The STC program is not free of problems or shortcomings in meeting its goals. Examination of site-visit reports reveals some general problems and issues. For example, in a rapidly evolving field, it is difficult even for a technically successful center to shift its focus in response to the natural evolution of the field (e.g., from a basic to a more applied orientation or from one scientific emphasis to another). Moreover, any given center might not be well constituted to make such large changes and remain successful. Similarly, a successful center whose original importance and timeliness are derived from long-term research needs of a particular industry, still can find that its programs and the needs of industry drift apart over the course of the lifetime of the center. At least one center, which is universally deemed a technical success, is in the situation that the billion-dollar industry toward whose needs its work is directed exists essentially only outside the United States except for relatively small entrepreneurial firms in niche markets. Clearly, science and technology constitute but one component in economic competitiveness.

Thus, technical success and success in meeting the overarching program goals outlined in Box 2-1are not necessarily the same. NSF and the US scientific and engineering communities are refining their approach to fostering basic research in support of broad societal goals. The panel believes that further experimentation is called for, but the STC program has been a successful step.

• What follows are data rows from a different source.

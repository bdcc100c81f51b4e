//! Event channel client for the synchronizer.
//!
//! The channel is a server-side session polled over HTTP: a handshake
//! creates the session and returns its id in the response body, after which
//! short-deadline long-polls pull one inbound event at a time. The session
//! id is read straight from the documented handshake JSON; nothing is dug
//! out of client-library internals.

use async_trait::async_trait;
use reqwest::{Client, StatusCode};
use serde::Deserialize;
use std::time::Duration;

use crate::models::InboundEvent;

#[derive(Debug, thiserror::Error)]
pub enum ChannelError {
    #[error("channel transport error: {0}")]
    Transport(#[from] reqwest::Error),
    #[error("channel handshake failed: {0}")]
    Handshake(String),
    #[error("channel closed by server (status {0})")]
    Closed(u16),
    #[error("channel is disconnected")]
    Disconnected,
}

/// A live event channel, exclusively owned by one publish job.
#[async_trait]
pub trait EventChannel: Send {
    /// Server-assigned session id from the handshake.
    fn session_id(&self) -> &str;

    fn connected(&self) -> bool;

    /// Poll for the next inbound event, waiting at most `deadline`.
    /// `Ok(None)` means the poll elapsed with no data, which is not an
    /// error; the caller interleaves its own timeout bookkeeping.
    async fn next_event(&mut self, deadline: Duration)
    -> Result<Option<InboundEvent>, ChannelError>;

    /// Push an application envelope to the server over the channel.
    async fn send(&mut self, envelope: &serde_json::Value) -> Result<(), ChannelError>;

    /// Tear the session down. Best effort; the channel is considered
    /// disconnected afterwards regardless of what the server said.
    async fn disconnect(&mut self);
}

/// Factory seam so the coordinator can be tested with scripted channels.
#[async_trait]
pub trait ChannelConnector: Send + Sync {
    async fn connect(&self) -> Result<Box<dyn EventChannel>, ChannelError>;
}

#[derive(Debug, Deserialize)]
#[serde(rename_all = "camelCase")]
struct HandshakeResponse {
    session_id: String,
}

pub struct HttpEventChannel {
    base_url: String,
    http: Client,
    session_id: String,
    connected: bool,
}

impl HttpEventChannel {
    pub async fn connect(base_url: &str, http: Client) -> Result<Self, ChannelError> {
        let base_url = base_url.trim_end_matches('/').to_string();
        let resp = http
            .post(format!("{}/events/session", base_url))
            .send()
            .await?;

        if !resp.status().is_success() {
            let status = resp.status();
            let body = resp.text().await.unwrap_or_default();
            return Err(ChannelError::Handshake(format!("status {status}: {body}")));
        }

        let handshake: HandshakeResponse = resp
            .json()
            .await
            .map_err(|e| ChannelError::Handshake(format!("undecodable handshake body: {e}")))?;

        tracing::info!(session_id = %handshake.session_id, "event channel connected");

        Ok(Self {
            base_url,
            http,
            session_id: handshake.session_id,
            connected: true,
        })
    }
}

#[async_trait]
impl EventChannel for HttpEventChannel {
    fn session_id(&self) -> &str {
        &self.session_id
    }

    fn connected(&self) -> bool {
        self.connected
    }

    async fn next_event(
        &mut self,
        deadline: Duration,
    ) -> Result<Option<InboundEvent>, ChannelError> {
        if !self.connected {
            return Err(ChannelError::Disconnected);
        }

        let result = self
            .http
            .get(format!(
                "{}/events/session/{}",
                self.base_url, self.session_id
            ))
            .query(&[("wait_ms", deadline.as_millis().to_string())])
            // Give the server its full poll window plus transit slack
            .timeout(deadline + Duration::from_secs(5))
            .send()
            .await;

        let resp = match result {
            Ok(resp) => resp,
            Err(e) => {
                self.connected = false;
                return Err(ChannelError::Transport(e));
            }
        };

        match resp.status() {
            StatusCode::NO_CONTENT => Ok(None),
            status if status.is_success() => {
                let event: InboundEvent = resp.json().await.map_err(|e| {
                    tracing::error!("undecodable channel event: {}", e);
                    ChannelError::Transport(e)
                })?;
                Ok(Some(event))
            }
            status => {
                self.connected = false;
                Err(ChannelError::Closed(status.as_u16()))
            }
        }
    }

    async fn send(&mut self, envelope: &serde_json::Value) -> Result<(), ChannelError> {
        if !self.connected {
            return Err(ChannelError::Disconnected);
        }

        let resp = self
            .http
            .post(format!(
                "{}/events/session/{}",
                self.base_url, self.session_id
            ))
            .json(envelope)
            .send()
            .await
            .inspect_err(|_| self.connected = false)?;

        if !resp.status().is_success() {
            return Err(ChannelError::Closed(resp.status().as_u16()));
        }
        Ok(())
    }

    async fn disconnect(&mut self) {
        if !self.connected {
            return;
        }
        self.connected = false;
        let result = self
            .http
            .delete(format!(
                "{}/events/session/{}",
                self.base_url, self.session_id
            ))
            .send()
            .await;
        if let Err(e) = result {
            tracing::warn!("event channel teardown failed (ignored): {}", e);
        }
    }
}

pub struct HttpChannelConnector {
    base_url: String,
    http: Client,
}

impl HttpChannelConnector {
    pub fn new(base_url: &str, http: Client) -> Self {
        Self {
            base_url: base_url.to_string(),
            http,
        }
    }
}

#[async_trait]
impl ChannelConnector for HttpChannelConnector {
    async fn connect(&self) -> Result<Box<dyn EventChannel>, ChannelError> {
        let channel = HttpEventChannel::connect(&self.base_url, self.http.clone()).await?;
        Ok(Box::new(channel))
    }
}
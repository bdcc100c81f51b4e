//! Storage-layer queries. Functions are generic over `sqlx::Executor` so
//! callers can run them against the pool or inside a transaction.

pub mod platforms;
pub mod posts;
pub mod sends;
use std::collections::VecDeque;

use crate::store::state::CanvasState;

/// Undo/redo stacks of full [`CanvasState`] snapshots.
#[derive(Clone, Debug, Default)]
pub struct History {
    undo: VecDeque<CanvasState>,
    redo: Vec<CanvasState>,
    /// 0 means unbounded.
    limit: usize,
}

impl History {
    pub fn new(limit: usize) -> Self {
        Self {
            undo: VecDeque::new(),
            redo: Vec::new(),
            limit,
        }
    }

    /// Record the pre-mutation state and drop the redo branch.
    pub fn push(&mut self, prev: CanvasState) {
        self.undo.push_back(prev);
        self.redo.clear();
        if self.limit > 0 {
            while self.undo.len() > self.limit {
                self.undo.pop_front();
            }
        }
    }

    /// Replace `current` with the most recent undo snapshot. Returns `false` when empty.
    pub fn undo(&mut self, current: &mut CanvasState) -> bool {
        let Some(prev) = self.undo.pop_back() else {
            return false;
        };
        self.redo.push(std::mem::replace(current, prev));
        true
    }

    /// Replace `current` with the most recent redo snapshot. Returns `false` when empty.
    pub fn redo(&mut self, current: &mut CanvasState) -> bool {
        let Some(next) = self.redo.pop() else {
            return false;
        };
        self.undo.push_back(std::mem::replace(current, next));
        true
    }

    /// Drop the newest undo entry if it equals `current` (an edit that changed nothing).
    pub fn discard_if_unchanged(&mut self, current: &CanvasState) -> bool {
        if self.undo.back() == Some(current) {
            self.undo.pop_back();
            return true;
        }
        false
    }

    pub fn can_undo(&self) -> bool {
        !self.undo.is_empty()
    }

    pub fn can_redo(&self) -> bool {
        !self.redo.is_empty()
    }

    pub fn undo_len(&self) -> usize {
        self.undo.len()
    }

    pub fn redo_len(&self) -> usize {
        self.redo.len()
    }

    pub fn clear(&mut self) {
        self.undo.clear();
        self.redo.clear();
    }

    /// Visit every stored snapshot (used to patch in late-loaded assets).
    pub fn for_each_state_mut(&mut self, mut f: impl FnMut(&mut CanvasState)) {
        for s in self.undo.iter_mut() {
            f(s);
        }
        for s in self.redo.iter_mut() {
            f(s);
        }
    }
}

#[cfg(test)]
#[path = "../../tests/unit/store/history.rs"]
mod tests;
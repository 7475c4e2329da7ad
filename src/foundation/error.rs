/// Convenience result type used across stackcanvas.
pub type CanvasResult<T> = Result<T, CanvasError>;

/// Fallback text shown to users for failures without a dedicated message.
pub const GENERIC_USER_MESSAGE: &str = "Something went wrong. Please try again.";

/// Top-level error taxonomy used by editor APIs.
#[derive(thiserror::Error, Debug)]
pub enum CanvasError {
    /// The drawing surface or another required collaborator is missing or unusable.
    #[error("setup error: {0}")]
    Setup(String),

    /// An asset could not be decoded or attached.
    #[error("asset error: {0}")]
    Asset(String),

    /// An upload used a file extension the editor cannot load.
    #[error("unsupported file extension: {0}")]
    UnsupportedExtension(String),

    /// Invalid caller-provided data.
    #[error("validation error: {0}")]
    Validation(String),

    /// Persistence backend failures.
    #[error("storage error: {0}")]
    Storage(String),

    /// Errors when serializing or deserializing data structures.
    #[error("serialization error: {0}")]
    Serde(String),

    /// PNG/GIF encoding failures.
    #[error("encode error: {0}")]
    Encode(String),

    /// Wrapped lower-level error from dependencies or IO.
    #[error(transparent)]
    Other(#[from] anyhow::Error),
}

impl CanvasError {
    /// Build a [`CanvasError::Setup`] value.
    pub fn setup(msg: impl Into<String>) -> Self {
        Self::Setup(msg.into())
    }

    /// Build a [`CanvasError::Asset`] value.
    pub fn asset(msg: impl Into<String>) -> Self {
        Self::Asset(msg.into())
    }

    /// Build a [`CanvasError::UnsupportedExtension`] value.
    pub fn unsupported_extension(ext: impl Into<String>) -> Self {
        Self::UnsupportedExtension(ext.into())
    }

    /// Build a [`CanvasError::Validation`] value.
    pub fn validation(msg: impl Into<String>) -> Self {
        Self::Validation(msg.into())
    }

    /// Build a [`CanvasError::Storage`] value.
    pub fn storage(msg: impl Into<String>) -> Self {
        Self::Storage(msg.into())
    }

    /// Build a [`CanvasError::Serde`] value.
    pub fn serde(msg: impl Into<String>) -> Self {
        Self::Serde(msg.into())
    }

    /// Build a [`CanvasError::Encode`] value.
    pub fn encode(msg: impl Into<String>) -> Self {
        Self::Encode(msg.into())
    }

    /// Whether this error aborts the calling operation's setup (as opposed to a recoverable
    /// data condition).
    pub fn is_fatal(&self) -> bool {
        matches!(self, Self::Setup(_))
    }

    /// Message suitable for an end-user notification.
    ///
    /// Known cases get a specific message; everything else collapses to
    /// [`GENERIC_USER_MESSAGE`].
    pub fn user_message(&self) -> String {
        match self {
            Self::Setup(msg) => format!("The canvas could not be initialized: {msg}"),
            Self::UnsupportedExtension(ext) => {
                format!("Files of type '.{ext}' are not supported.")
            }
            Self::Asset(_) => "That file could not be loaded.".to_owned(),
            _ => GENERIC_USER_MESSAGE.to_owned(),
        }
    }
}

impl From<serde_json::Error> for CanvasError {
    fn from(err: serde_json::Error) -> Self {
        Self::Serde(err.to_string())
    }
}

#[cfg(test)]
#[path = "../../tests/unit/foundation/error.rs"]
mod tests;
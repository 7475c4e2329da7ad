use super::*;

#[test]
fn display_prefixes_are_stable() {
    assert!(CanvasError::setup("x").to_string().contains("setup error:"));
    assert!(CanvasError::asset("x").to_string().contains("asset error:"));
    assert!(
        CanvasError::validation("x")
            .to_string()
            .contains("validation error:")
    );
    assert!(
        CanvasError::storage("x")
            .to_string()
            .contains("storage error:")
    );
    assert!(
        CanvasError::serde("x")
            .to_string()
            .contains("serialization error:")
    );
    assert!(CanvasError::encode("x").to_string().contains("encode error:"));
}

#[test]
fn other_preserves_source() {
    let base = std::io::Error::other("boom");
    let err = CanvasError::Other(anyhow::Error::new(base));
    assert!(err.to_string().contains("boom"));
}

#[test]
fn user_messages_are_specific_for_known_cases() {
    assert!(
        CanvasError::unsupported_extension("svg")
            .user_message()
            .contains(".svg")
    );
    assert_eq!(
        CanvasError::storage("quota").user_message(),
        GENERIC_USER_MESSAGE
    );
    assert!(CanvasError::setup("no surface").is_fatal());
    assert!(!CanvasError::asset("bad gif").is_fatal());
}

#[test]
fn serde_json_errors_convert() {
    let err: CanvasError = serde_json::from_str::<u32>("nope").unwrap_err().into();
    assert!(matches!(err, CanvasError::Serde(_)));
}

As guidance in designing future steps, the panel offers two observations. First, different parts of science and technology evolve at different rates. No single timeframe can be ideal, but it is certainly the responsibility of NSF to take the long-term, fundamental, and generic point of view. Second, in the modern context, the contributions of science to technology most commonly appear first at the margins, either as one part of a large set of inputs to the technology base of an existing large industry or as the seeds of radical new industries, often expressed through small startup companies. Understanding these dynamics might help in designing future STCs more optimally and astutely.

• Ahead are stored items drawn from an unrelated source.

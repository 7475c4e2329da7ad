use std::path::{Path, PathBuf};

use anyhow::Context as _;
use clap::{Parser, Subcommand};
use stackcanvas::{CanvasState, Editor, EditorConfig, TextElement};

#[derive(Parser, Debug)]
#[command(name = "stackcanvas", version)]
struct Cli {
    /// Editor config JSON; defaults apply to missing fields.
    #[arg(long, global = true)]
    config: Option<PathBuf>,

    #[command(subcommand)]
    cmd: Command,
}

#[derive(Subcommand, Debug)]
enum Command {
    /// Render a saved canvas state as a PNG.
    Render(RenderArgs),
    /// Export a saved canvas state as an animated GIF.
    Gif(GifArgs),
    /// Build a canvas from image, GIF and text inputs and export it.
    Compose(ComposeArgs),
}

#[derive(Parser, Debug)]
struct RenderArgs {
    /// Canvas state JSON. Image `src` paths are resolved relative to this file.
    #[arg(long)]
    state: PathBuf,

    /// Output PNG path.
    #[arg(long)]
    out: PathBuf,
}

#[derive(Parser, Debug)]
struct GifArgs {
    /// Canvas state JSON. Image `src` paths are resolved relative to this file.
    #[arg(long)]
    state: PathBuf,

    /// Frames to export (config default when omitted).
    #[arg(long)]
    frames: Option<usize>,

    /// Output GIF path.
    #[arg(long)]
    out: PathBuf,
}

#[derive(Parser, Debug)]
struct ComposeArgs {
    /// Base image (png, jpg, jpeg, webp).
    #[arg(long)]
    image: Option<PathBuf>,

    /// Animated GIF layered over the base image.
    #[arg(long)]
    gif: Option<PathBuf>,

    /// Text label centred on the canvas.
    #[arg(long)]
    text: Option<String>,

    /// Font file used for the label.
    #[arg(long)]
    font: Option<PathBuf>,

    /// Canvas width (config default when omitted).
    #[arg(long)]
    width: Option<u32>,

    /// Canvas height (config default when omitted).
    #[arg(long)]
    height: Option<u32>,

    /// GIF frame count when writing a `.gif`.
    #[arg(long)]
    frames: Option<usize>,

    /// Output path; `.gif` exports an animation, anything else a PNG.
    #[arg(long)]
    out: PathBuf,
}

fn main() -> anyhow::Result<()> {
    tracing_subscriber::fmt::init();

    let cli = Cli::parse();
    let config = match &cli.config {
        Some(path) => EditorConfig::from_path(path)?,
        None => EditorConfig::default(),
    };
    match cli.cmd {
        Command::Render(args) => cmd_render(config, args),
        Command::Gif(args) => cmd_gif(config, args),
        Command::Compose(args) => cmd_compose(config, args),
    }
}

fn cmd_render(config: EditorConfig, args: RenderArgs) -> anyhow::Result<()> {
    let mut editor = open_state(config, &args.state)?;
    ensure_parent(&args.out)?;
    editor.export_png(&args.out)?;
    eprintln!("wrote {}", args.out.display());
    Ok(())
}

fn cmd_gif(config: EditorConfig, args: GifArgs) -> anyhow::Result<()> {
    let mut editor = open_state(config, &args.state)?;
    ensure_parent(&args.out)?;
    editor.export_gif(&args.out, args.frames)?;
    eprintln!("wrote {}", args.out.display());
    Ok(())
}

fn cmd_compose(config: EditorConfig, args: ComposeArgs) -> anyhow::Result<()> {
    let width = args.width.unwrap_or(config.canvas_width);
    let height = args.height.unwrap_or(config.canvas_height);
    let mut editor = Editor::new(config.with_canvas_size(width, height));

    if let Some(path) = &args.image {
        upload_file(&mut editor, path)?;
    }
    if let Some(path) = &args.gif {
        upload_file(&mut editor, path)?;
    }

    if let Some(text) = &args.text {
        let mut style = editor.config().text.clone();
        if let Some(font) = &args.font {
            let bytes = std::fs::read(font).with_context(|| format!("read font '{}'", font.display()))?;
            style.font_family = editor.register_font(bytes)?;
        }
        let element = TextElement::new(
            text.clone(),
            f64::from(width) / 2.0,
            f64::from(height) / 2.0,
            style,
        );
        editor.store_mut().add_text_element(element);
    }

    ensure_parent(&args.out)?;
    let is_gif = args
        .out
        .extension()
        .and_then(|e| e.to_str())
        .is_some_and(|e| e.eq_ignore_ascii_case("gif"));
    if is_gif {
        editor.export_gif(&args.out, args.frames)?;
    } else {
        editor.export_png(&args.out)?;
    }

    eprintln!("wrote {}", args.out.display());
    Ok(())
}

fn open_state(config: EditorConfig, path: &Path) -> anyhow::Result<Editor> {
    let json = std::fs::read_to_string(path)
        .with_context(|| format!("read state '{}'", path.display()))?;
    let state: CanvasState =
        serde_json::from_str(&json).with_context(|| format!("parse state '{}'", path.display()))?;

    let mut editor = Editor::with_state(config, state);
    let assets_root = path.parent().unwrap_or_else(|| Path::new("."));
    let attached = editor.load_pending_assets(assets_root);
    tracing::info!(attached, "assets loaded");
    Ok(editor)
}

fn upload_file(editor: &mut Editor, path: &Path) -> anyhow::Result<()> {
    let bytes = std::fs::read(path).with_context(|| format!("read '{}'", path.display()))?;
    let name = path
        .file_name()
        .and_then(|n| n.to_str())
        .with_context(|| format!("file name of '{}'", path.display()))?;
    editor
        .upload(name, &bytes)
        .with_context(|| format!("upload '{}'", path.display()))?;
    Ok(())
}

fn ensure_parent(out: &Path) -> anyhow::Result<()> {
    if let Some(parent) = out.parent().filter(|p| !p.as_os_str().is_empty()) {
        std::fs::create_dir_all(parent)
            .with_context(|| format!("create output dir '{}'", parent.display()))?;
    }
    Ok(())
}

The key observations of the panel as to the level of attainment of the STC program goals by individual STCs are as follows:

1. Taken together, the successes in research, knowledge and technology transfer, and education suggest that collectively the centers have achieved the STC program goals.

2. The STC program has undergone shifts of vision and goals. Most recently, that has included a seeming requirement for multidisciplinary research. The panel finds the latter too restrictive. The STC program provides a mechanism to address a wide variety of important problems that might not be multidisciplinary but cannot otherwise be addressed within the NSF structure.

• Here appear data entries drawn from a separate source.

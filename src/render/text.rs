use std::borrow::Cow;

use crate::foundation::error::{CanvasError, CanvasResult};
use crate::model::element::{TextAlign, TextBaseline, TextElement};

/// Width used per character when no font is available, as a fraction of the font size.
const FALLBACK_ADVANCE_EM: f64 = 0.55;

/// Brush carried through Parley layouts.
#[derive(Clone, Copy, Debug, Default, PartialEq, Eq)]
pub(crate) struct TextBrush {
    pub(crate) r: u8,
    pub(crate) g: u8,
    pub(crate) b: u8,
    pub(crate) a: u8,
}

/// Measured extent of a text element, in canvas pixels before scale.
#[derive(Clone, Copy, Debug, PartialEq)]
pub struct TextMetrics {
    pub width: f64,
    pub height: f64,
    /// Distance from the top of the box to the first baseline.
    pub baseline: f64,
}

struct RegisteredFont {
    family: String,
    data: vello_cpu::peniko::FontData,
}

/// Shaped text ready for painting.
pub(crate) struct ShapedText {
    pub(crate) font: vello_cpu::peniko::FontData,
    pub(crate) layout: parley::Layout<TextBrush>,
    pub(crate) metrics: TextMetrics,
}

/// Font registry plus Parley contexts used for measuring and painting text.
///
/// Families are matched case-insensitively. The first registered font is the fallback for
/// unknown families. Without any font, text is measured with a fixed per-character estimate and
/// not painted.
pub struct TextEngine {
    font_ctx: parley::FontContext,
    layout_ctx: parley::LayoutContext<TextBrush>,
    fonts: Vec<RegisteredFont>,
}

impl Default for TextEngine {
    fn default() -> Self {
        Self::new()
    }
}

impl TextEngine {
    pub fn new() -> Self {
        Self {
            font_ctx: parley::FontContext::default(),
            layout_ctx: parley::LayoutContext::new(),
            fonts: Vec::new(),
        }
    }

    /// Register TTF/OTF bytes and return the family name they provide.
    pub fn register_font(&mut self, bytes: Vec<u8>) -> CanvasResult<String> {
        let families = self
            .font_ctx
            .collection
            .register_fonts(parley::fontique::Blob::from(bytes.clone()), None);
        let family_id = families
            .first()
            .map(|(id, _)| *id)
            .ok_or_else(|| CanvasError::asset("no font families found in font data"))?;
        let family = self
            .font_ctx
            .collection
            .family_name(family_id)
            .ok_or_else(|| CanvasError::asset("registered font family has no name"))?
            .to_string();

        let data = vello_cpu::peniko::FontData::new(vello_cpu::peniko::Blob::from(bytes), 0);
        tracing::debug!(family = %family, "registered font");
        self.fonts.push(RegisteredFont {
            family: family.clone(),
            data,
        });
        Ok(family)
    }

    pub fn has_fonts(&self) -> bool {
        !self.fonts.is_empty()
    }

    pub fn families(&self) -> impl Iterator<Item = &str> + '_ {
        self.fonts.iter().map(|f| f.family.as_str())
    }

    fn resolve(&self, family: &str) -> Option<&RegisteredFont> {
        self.fonts
            .iter()
            .find(|f| f.family.eq_ignore_ascii_case(family.trim()))
            .or_else(|| self.fonts.first())
    }

    /// Measure `text` with its own style.
    pub fn measure(&mut self, text: &TextElement) -> TextMetrics {
        match self.shape(text) {
            Some(shaped) => shaped.metrics,
            None => fallback_metrics(text),
        }
    }

    /// Shape `text`; `None` when no usable font is registered or the style is degenerate.
    pub(crate) fn shape(&mut self, text: &TextElement) -> Option<ShapedText> {
        let size = text.style.font_size as f32;
        if !size.is_finite() || size <= 0.0 {
            return None;
        }
        let font = self.resolve(&text.style.font_family)?;
        let family = font.family.clone();
        let data = font.data.clone();

        let c = text.style.color;
        let brush = TextBrush {
            r: c.r,
            g: c.g,
            b: c.b,
            a: c.a,
        };

        let mut builder = self
            .layout_ctx
            .ranged_builder(&mut self.font_ctx, &text.text, 1.0, true);
        builder.push_default(parley::style::StyleProperty::FontStack(
            parley::style::FontStack::Source(Cow::Owned(family)),
        ));
        builder.push_default(parley::style::StyleProperty::FontSize(size));
        builder.push_default(parley::style::StyleProperty::Brush(brush));

        let mut layout: parley::Layout<TextBrush> = builder.build(&text.text);
        layout.break_all_lines(None);

        let baseline = layout
            .lines()
            .next()
            .map(|l| f64::from(l.metrics().baseline))
            .unwrap_or(text.style.font_size * 0.8);
        let metrics = TextMetrics {
            width: f64::from(layout.width()),
            height: f64::from(layout.height()),
            baseline,
        };
        Some(ShapedText {
            font: data,
            layout,
            metrics,
        })
    }
}

fn fallback_metrics(text: &TextElement) -> TextMetrics {
    let size = text.style.font_size.max(0.0);
    TextMetrics {
        width: FALLBACK_ADVANCE_EM * size * text.text.chars().count() as f64,
        height: size,
        baseline: size * 0.8,
    }
}

/// Offset from the anchor position to the top-left of the text box, honoring align/baseline.
pub(crate) fn anchor_offset(
    align: TextAlign,
    baseline: TextBaseline,
    metrics: TextMetrics,
) -> (f64, f64) {
    let dx = match align {
        TextAlign::Left | TextAlign::Start => 0.0,
        TextAlign::Center => -metrics.width / 2.0,
        TextAlign::Right | TextAlign::End => -metrics.width,
    };
    let dy = match baseline {
        TextBaseline::Top | TextBaseline::Hanging => 0.0,
        TextBaseline::Middle => -metrics.height / 2.0,
        TextBaseline::Alphabetic | TextBaseline::Ideographic => -metrics.baseline,
        TextBaseline::Bottom => -metrics.height,
    };
    (dx, dy)
}

#[cfg(test)]
#[path = "../../tests/unit/render/text.rs"]
mod tests;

3. Most STCs are producing high-quality world-class research.

4. Most research conducted at STCs would not have been possible without a center structure and presence.

5. In many cases, centers have served as intellectual magnets for the scientists involved.

6. STC programs adequately include undergraduate and graduate students in their activities. Some of them expose students to team research, broader ideas and activities, and broader groups of researchers than typical in traditional department programs.

7. Some centers have interesting, innovative, and vigorous K-12 educational activities.

8. Most centers serve efficiently as two-way conduits between universities and their industrial partners. In general, they perform that function better than traditional departments do.

9. The research characteristics of successful centers vary widely; no single factor determines success.

Has the STC program attained its goals? The panel believes that the answer is yes. Most of the individual STCs have been successful. They have produced research of high scientific quality with coherent intellectual themes that could be addressed only through center-based research. They have integrated education and training into their activities and have conducted knowledge-transfer and exchange activities with relevant research communities, business and industry, and the public.